Classification of convulsive psychogenic non-epileptic seizures using muscle transforms obtained from accelerometry signal

Convulsive psychogenic non-epileptic seizure (PNES) can be characterized as events which mimics epileptic seizures but do not show any characteristic changes on electroencephalogram (EEG). Correct diagnosis requires video-electroencephalography monitoring (VEM) as the diagnosis of PNES is extremely difficult in primary health care. Recent work has demonstrated the usefulness of accelerometry signal taken during a seizure in classification of PNES. In this work, a new direction has been explored to understand the role of different muscles in PNES. This is achieved by modeling the muscle activity of ten different upper limb muscles as a resultant function of accelerometer signal.

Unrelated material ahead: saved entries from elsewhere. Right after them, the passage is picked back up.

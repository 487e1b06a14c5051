use smatrix_core::{
    ColumnVector, Determinant, Matrix, MatrixError, Minor, Real, Result, SquareMatrix,
};

pub struct SolveResult<V, const N: usize, const K: usize, M> {
    pub x: Matrix<V, N, K>, // Solution, one column per right-hand side
    pub metadata: M,        // Metadata about the solve process
}

// --- Algorithm Trait Definition ---
/// Trait representing a specific linear system solving algorithm for an
/// `N x N` coefficient matrix with elements of type `T`.
pub trait SolveAlgorithm<T, const N: usize> {
    type Metadata: std::fmt::Debug;

    /// Solves the linear system A·X = B for X.
    ///
    /// # Arguments
    ///
    /// * `a` - The coefficient matrix A.
    /// * `b` - The right-hand side, one column per system sharing A.
    ///
    /// # Returns
    ///
    /// A `Result` containing the solution X or a `MatrixError`.
    fn solve_system<const K: usize>(
        &self,
        a: &SquareMatrix<T, N>,
        b: &Matrix<T, N, K>,
    ) -> Result<SolveResult<T, N, K, Self::Metadata>>;
}

// --- Algorithm Implementations ---

/// Solves A·x = B as `inverted(A) * B`, with the inverse computed by the
/// adjugate method.
///
/// There is no pivoting and no iterative refinement, so ill-conditioned
/// systems are not solved accurately. A coefficient matrix whose
/// determinant is exactly zero is rejected with
/// [`MatrixError::SingularMatrix`].
#[derive(Debug, Clone, Copy, Default)]
pub struct LinearSystemSolver;

#[derive(Debug, Clone, Copy, PartialEq)]
pub struct AdjugateMetadata<T> {
    /// det(A), known to be non-zero.
    pub determinant: T,
}

impl LinearSystemSolver {
    pub fn new() -> Self {
        Self
    }

    /// Solves A·x = B for a single column vector B.
    pub fn solve<T, const N: usize>(
        &self,
        a: &SquareMatrix<T, N>,
        b: &ColumnVector<T, N>,
    ) -> Result<ColumnVector<T, N>>
    where
        T: Real,
        SquareMatrix<T, N>: Determinant<Element = T> + Minor,
        <SquareMatrix<T, N> as Minor>::Output: Determinant<Element = T>,
    {
        self.solve_many(a, b)
    }

    /// Solves A·X = B for `K` right-hand sides at once.
    pub fn solve_many<T, const N: usize, const K: usize>(
        &self,
        a: &SquareMatrix<T, N>,
        b: &Matrix<T, N, K>,
    ) -> Result<Matrix<T, N, K>>
    where
        T: Real,
        SquareMatrix<T, N>: Determinant<Element = T> + Minor,
        <SquareMatrix<T, N> as Minor>::Output: Determinant<Element = T>,
    {
        self.solve_system(a, b).map(|result| result.x)
    }
}

impl<T, const N: usize> SolveAlgorithm<T, N> for LinearSystemSolver
where
    T: Real,
    SquareMatrix<T, N>: Determinant<Element = T> + Minor,
    <SquareMatrix<T, N> as Minor>::Output: Determinant<Element = T>,
{
    type Metadata = AdjugateMetadata<T>;

    fn solve_system<const K: usize>(
        &self,
        a: &SquareMatrix<T, N>,
        b: &Matrix<T, N, K>,
    ) -> Result<SolveResult<T, N, K, Self::Metadata>> {
        log::debug!(
            "Solving {}x{} system with {} right-hand side(s) by adjugate inversion",
            N,
            N,
            K
        );
        let determinant = a.determinant();
        if determinant == T::zero() {
            log::warn!("Coefficient matrix is singular, no unique solution");
            return Err(MatrixError::SingularMatrix);
        }
        let x = &a.inverted() * b;
        log::trace!("Solution: {:?}", x);
        Ok(SolveResult {
            x,
            metadata: AdjugateMetadata { determinant },
        })
    }
}

#[cfg(test)]
mod tests {
    use super::*;

    #[test]
    fn test_solve_diagonal() {
        let a = SquareMatrix::new([[2.0, 0.0], [0.0, 2.0]]);
        let b = ColumnVector::new([[4.0], [6.0]]);
        let x = LinearSystemSolver::new().solve(&a, &b).unwrap();
        assert_eq!(x, ColumnVector::new([[2.0], [3.0]]));
    }

    #[test]
    fn test_solve_system_reports_determinant() {
        let a = SquareMatrix::new([[4.0, 7.0], [2.0, 6.0]]);
        let b = Matrix::new([[1.0, 0.0], [0.0, 1.0]]);
        let result = SolveAlgorithm::<f64, 2>::solve_system(&LinearSystemSolver, &a, &b).unwrap();
        assert_eq!(result.metadata, AdjugateMetadata { determinant: 10.0 });
        // Solving against the identity yields the inverse.
        assert_eq!(result.x, a.inverted());
    }

    #[test]
    fn test_solve_singular() {
        let a = SquareMatrix::new([[1.0, 2.0], [2.0, 4.0]]);
        let b = ColumnVector::new([[1.0], [1.0]]);
        assert_eq!(
            LinearSystemSolver.solve(&a, &b),
            Err(MatrixError::SingularMatrix)
        );
    }
}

Using these models, the accelerometer signals recorded from convulsive epileptic patients were transformed into individual muscle components. Based on this, an automated algorithm for classification of convulsive PNES is proposed. The algorithm calculates four wavelet domain features based on signal power, approximate entropy, kurtosis and signal skewness. These features were then used to build a classification model using support vector machines (SVM) classifier. It was found that the transforms corresponding to anterior deltoid and brachioradialis results in good PNES classification accuracy. The algorithm showed a high sensitivity of 93.33% and an overall PNES classification accuracy of 89% with the transform corresponding to anterior deltoid.